Whatever your preconceptions, Malaysia is a modern country. It’s easy to pay using a credit card and to withdraw cash from ATMS. Phones work perfectly and the roads are in good condition. As in the UK, driving is on the left. You’ll discover ‘Protons’ on the road, a local automobile brand whose various models are seen across the country. If you’re hailing a taxi, always negotiate your price before getting in the car.
Also, you’ll need to watch the scales: eating is life in Malaysia with an incredible foodie scene and locals tend to eat five meals a day: two in the morning, one at lunch and then dinner and supper. It’s common to be given huge portions in restaurants – if this is the case, always ask for a ‘Ta Bao’ (a doggy bag). Chargrilled, skewered sticks of satay are definitely on the must-eat list. Everyone speaks English, and many speak Malay and Mandarin. There’s also ‘Manglish’ – an English-based creole. The most commonly used word is lah, meaning everything and nothing, used mostly to add emphasis.
The is a predominately Muslim country, so refrain from going topless on the beach and avoid revealing outfits, especially on the east coast. Always remove shoes before entering mosques and people’s homes and do not eat or drink in public during Ramadan. There is alcohol almost everywhere in the city, but it’s not always available to buy in rural areas.

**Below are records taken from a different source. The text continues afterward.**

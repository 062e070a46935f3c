// Copyright (c) 2025 Steven Rosenthal smr@dt3.org
// See LICENSE file in root directory for license terms.

//! Active-cell edge detection and per-column baseline (F0) estimation.

use std::time::Instant;

use image::Luma;
use imageproc::rect::Rect;
use log::{debug, info};

use crate::error::AnalysisError;
use crate::frame::FloatImage;
use crate::image_funcs::{
    column_means, copy_region, density_filter, fill_borders, full_rect, smooth_filter,
};
use crate::stats_funcs::stats_for_samples;

/// Minimum separation of the left and right cell edges, in pixels.
pub const MIN_CELL_WIDTH: u32 = 10;

/// Columns on each side of the active-cell region excluded from noise
/// statistics.
pub const EDGE_INSET: u32 = 4;

/// Column range deemed to be inside the cell, inclusive on both ends.
#[derive(Debug, Clone, Copy, PartialEq, Eq)]
pub struct CellEdges {
    pub left: u32,
    pub right: u32,
}

impl CellEdges {
    /// The columns [left+4, right-4] over all rows `top..=bottom`.
    pub fn inset_rect(&self, top: u32, bottom: u32) -> Rect {
        let left = self.left + EDGE_INSET;
        let right = self.right - EDGE_INSET;
        Rect::at(left as i32, top as i32).of_size(right - left + 1, bottom - top + 1)
    }

    pub fn contains(&self, x: u32) -> bool {
        x >= self.left && x <= self.right
    }
}

/// Finds the first and last column whose time-averaged intensity exceeds
/// `background`. An edge on the frame boundary is pulled in by one pixel.
pub fn find_cell_edges(filtered: &FloatImage, background: i32)
                       -> Result<CellEdges, AnalysisError> {
    let width = filtered.width();
    let profile = column_means(filtered, &full_rect(filtered));
    let background = background as f32;
    let left = profile.iter().position(|&m| m > background);
    let right = profile.iter().rposition(|&m| m > background);
    let (Some(left), Some(right)) = (left, right) else {
        return Err(AnalysisError::CellTooNarrow{left: 0, right: 0});
    };
    let mut left = left as u32;
    let mut right = right as u32;
    if left == 0 {
        left = 1;
    }
    if right == width - 1 {
        right = width - 2;
    }
    if right < left || right - left < MIN_CELL_WIDTH {
        return Err(AnalysisError::CellTooNarrow{left, right});
    }
    Ok(CellEdges{left, right})
}

/// Marks pixels that are too bright to be background. The filtered frame is
/// first flattened by its column means; pixels above mean +
/// `outlier_sigma`*sigma (statistics taken over the inset cell region) are
/// marked, as are non-finite pixels. The mark is then cleaned up with a 5x5
/// density filter and its 1-pixel border cleared.
pub fn outlier_mask(filtered: &FloatImage, edges: &CellEdges, outlier_sigma: f32)
                    -> FloatImage {
    let (width, height) = filtered.dimensions();
    let col_means = column_means(filtered, &full_rect(filtered));
    let flattened = FloatImage::from_fn(width, height, |x, y| {
        Luma([filtered.get_pixel(x, y).0[0] / col_means[x as usize]])
    });
    let roi = edges.inset_rect(0, height - 1);
    let stats = stats_for_samples(
        copy_region(&flattened, &roi).iter().copied().filter(|v| v.is_finite()));
    let cutoff = stats.mean + outlier_sigma * stats.stddev;
    let marked = FloatImage::from_fn(width, height, |x, y| {
        let v = flattened.get_pixel(x, y).0[0];
        Luma([if v.is_nan() || v > cutoff { 1.0 } else { 0.0 }])
    });
    let mut mask = density_filter(&marked, 5, 13.0);
    fill_borders(&mut mask, 1, 1, 1, 1, Luma([0.0]));
    mask
}

// Replaces unusable divisors within the cell by the mean of the usable ones.
fn guard_divisors(profile: &mut [f32], edges: &CellEdges) {
    let range = edges.left as usize ..= edges.right as usize;
    let valid: Vec<f32> = profile[range.clone()].iter().copied()
        .filter(|&b| b.is_finite() && b > 0.0)
        .collect();
    let fallback = if valid.is_empty() {
        1.0
    } else {
        valid.iter().sum::<f32>() / valid.len() as f32
    };
    for b in &mut profile[range] {
        if !(b.is_finite() && *b > 0.0) {
            *b = fallback;
        }
    }
}

/// Per-column mean of the unmasked pixels, smoothed with a 3-tap box filter.
/// Within the cell every value is finite and positive.
pub fn baseline_profile(filtered: &FloatImage, mask: &FloatImage, edges: &CellEdges)
                        -> Vec<f32> {
    let (width, height) = filtered.dimensions();
    let mut profile = vec![0.0_f32; width as usize];
    for (x, baseline) in profile.iter_mut().enumerate() {
        let mut sum = 0.0_f32;
        let mut weight = 0.0_f32;
        for y in 0..height {
            let keep = 1.0 - mask.get_pixel(x as u32, y).0[0];
            sum += filtered.get_pixel(x as u32, y).0[0] * keep;
            weight += keep;
        }
        *baseline = if weight > 0.0 { sum / weight } else { f32::NAN };
    }
    guard_divisors(&mut profile, edges);
    for b in profile.iter_mut() {
        if !b.is_finite() {
            *b = 0.0;
        }
    }
    let profile_image = FloatImage::from_raw(width, 1, profile.clone())
        .map(|p| smooth_filter(&p, 3, 1));
    if let Some(smoothed) = profile_image {
        profile = smoothed.into_raw();
    }
    guard_divisors(&mut profile, edges);
    profile
}

/// F/F0: each pixel inside the cell divided by its column's baseline; pixels
/// outside the cell are 1.
pub fn normalize(filtered: &FloatImage, profile: &[f32], edges: &CellEdges)
                 -> FloatImage {
    let (width, height) = filtered.dimensions();
    let mut normalized = FloatImage::from_fn(width, height, |x, y| {
        if edges.contains(x) {
            Luma([filtered.get_pixel(x, y).0[0] / profile[x as usize]])
        } else {
            Luma([1.0])
        }
    });
    fill_borders(&mut normalized, edges.left, width - edges.right - 1, 0, 0, Luma([1.0]));
    normalized
}

pub struct Baseline {
    pub edges: CellEdges,
    /// F0 per column.
    pub profile: Vec<f32>,
    /// F/F0.
    pub normalized: FloatImage,
}

/// Runs edge detection, outlier masking, baseline estimation and
/// normalization on a filtered frame.
pub fn estimate_baseline(filtered: &FloatImage, background: i32, outlier_sigma: f32)
                         -> Result<Baseline, AnalysisError> {
    let start = Instant::now();
    let edges = find_cell_edges(filtered, background)?;
    debug!("Cell edges: {:?}", edges);
    let mask = outlier_mask(filtered, &edges, outlier_sigma);
    let profile = baseline_profile(filtered, &mask, &edges);
    let normalized = normalize(filtered, &profile, &edges);
    info!("Baseline for cell columns {}..={} in {:?}",
          edges.left, edges.right, start.elapsed());
    Ok(Baseline{edges, profile, normalized})
}

#[cfg(test)]
mod tests {
    use super::*;
    use approx::assert_abs_diff_eq;

    // Dark background with a bright cell covering columns `left..=right`.
    fn cell_image(width: u32, height: u32, left: u32, right: u32, value: f32)
                  -> FloatImage {
        FloatImage::from_fn(width, height, |x, _y| {
            Luma([if x >= left && x <= right { value } else { 1.0 }])
        })
    }

    #[test]
    fn test_find_cell_edges() {
        let image = cell_image(40, 20, 5, 30, 50.0);
        assert_eq!(find_cell_edges(&image, 2).unwrap(), CellEdges{left: 5, right: 30});

        // Cell touching the frame boundary.
        let image = cell_image(40, 20, 0, 39, 50.0);
        assert_eq!(find_cell_edges(&image, 2).unwrap(), CellEdges{left: 1, right: 38});
    }

    #[test]
    fn test_find_cell_edges_too_narrow() {
        let image = cell_image(40, 20, 5, 14, 50.0);
        assert_eq!(find_cell_edges(&image, 2),
                   Err(AnalysisError::CellTooNarrow{left: 5, right: 14}));
        // Background above every column.
        let image = cell_image(40, 20, 5, 30, 50.0);
        assert!(matches!(find_cell_edges(&image, 60),
                         Err(AnalysisError::CellTooNarrow{..})));
    }

    #[test]
    fn test_constant_cell_normalizes_to_one() {
        let image = cell_image(40, 30, 5, 30, 50.0);
        let baseline = estimate_baseline(&image, 2, 1.5).unwrap();
        // The edge columns' smoothed baseline also sees the dark background.
        assert_abs_diff_eq!(baseline.profile[5], 101.0 / 3.0, epsilon = 1e-3);
        for x in 6..=29 {
            assert_abs_diff_eq!(baseline.profile[x], 50.0, epsilon = 1e-3);
        }
        for y in 0..30 {
            for x in (0..5).chain(6..30).chain(31..40) {
                assert_abs_diff_eq!(baseline.normalized.get_pixel(x, y).0[0], 1.0,
                                    epsilon = 1e-4);
            }
        }
    }

    #[test]
    fn test_outliers_excluded_from_baseline() {
        let mut image = cell_image(40, 40, 2, 37, 50.0);
        // Bright 7x7 blob.
        for y in 15..22 {
            for x in 15..22 {
                image.put_pixel(x, y, Luma([200.0]));
            }
        }
        let edges = find_cell_edges(&image, 2).unwrap();
        let mask = outlier_mask(&image, &edges, 1.5);
        assert_eq!(mask.get_pixel(18, 18).0[0], 1.0);
        assert_eq!(mask.get_pixel(5, 5).0[0], 0.0);
        let profile = baseline_profile(&image, &mask, &edges);
        // Blob columns away from the blob's edges see only background.
        assert_abs_diff_eq!(profile[18], 50.0, epsilon = 1.0);
    }

    #[test]
    fn test_baseline_divisor_never_zero() {
        // Column 12 is black inside an otherwise bright cell.
        let mut image = cell_image(40, 30, 3, 35, 50.0);
        for y in 0..30 {
            image.put_pixel(12, y, Luma([0.0]));
        }
        let baseline = estimate_baseline(&image, 2, 1.5).unwrap();
        let edges = baseline.edges;
        for x in edges.left..=edges.right {
            let b = baseline.profile[x as usize];
            assert!(b.is_finite() && b > 0.0, "column {} baseline {}", x, b);
        }
        assert!(baseline.normalized.iter().all(|v| v.is_finite()));
    }

    #[test]
    fn test_guard_divisors() {
        let edges = CellEdges{left: 1, right: 4};
        let mut profile = vec![0.0, 2.0, f32::NAN, 4.0, -1.0, 0.0];
        guard_divisors(&mut profile, &edges);
        assert_eq!(profile, vec![0.0, 2.0, 3.0, 4.0, 3.0, 0.0]);

        let mut profile = vec![0.0; 6];
        guard_divisors(&mut profile, &edges);
        assert_eq!(profile, vec![0.0, 1.0, 1.0, 1.0, 1.0, 0.0]);
    }
}  // mod tests.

Safety and security issues are not usually a concern, other than pickpockets at places of interest. And it’s rare to come across aggressiveness or violence: politeness is a way of life here. If you’re looking to buy crafts, there is all kinds of beautiful pottery for sale, plus batik textile art and leather puppets. It’s useful to know, too, that Langkawi is duty free - another of its charms. Every year, Kuala Lumpur hosts a handful of huge shopping sales across its malls and stores so you can pick up local souvenirs, cut-price techie items and branded clothing for bargain prices. Aside from the shopping bonanza, there’s also reams of food for sale, competitions and live music.
Colourful, dynamic, wild and phenomenally beautiful - Malaysia is one of those places that’ll always surprise and mesmerise. What are you waiting for?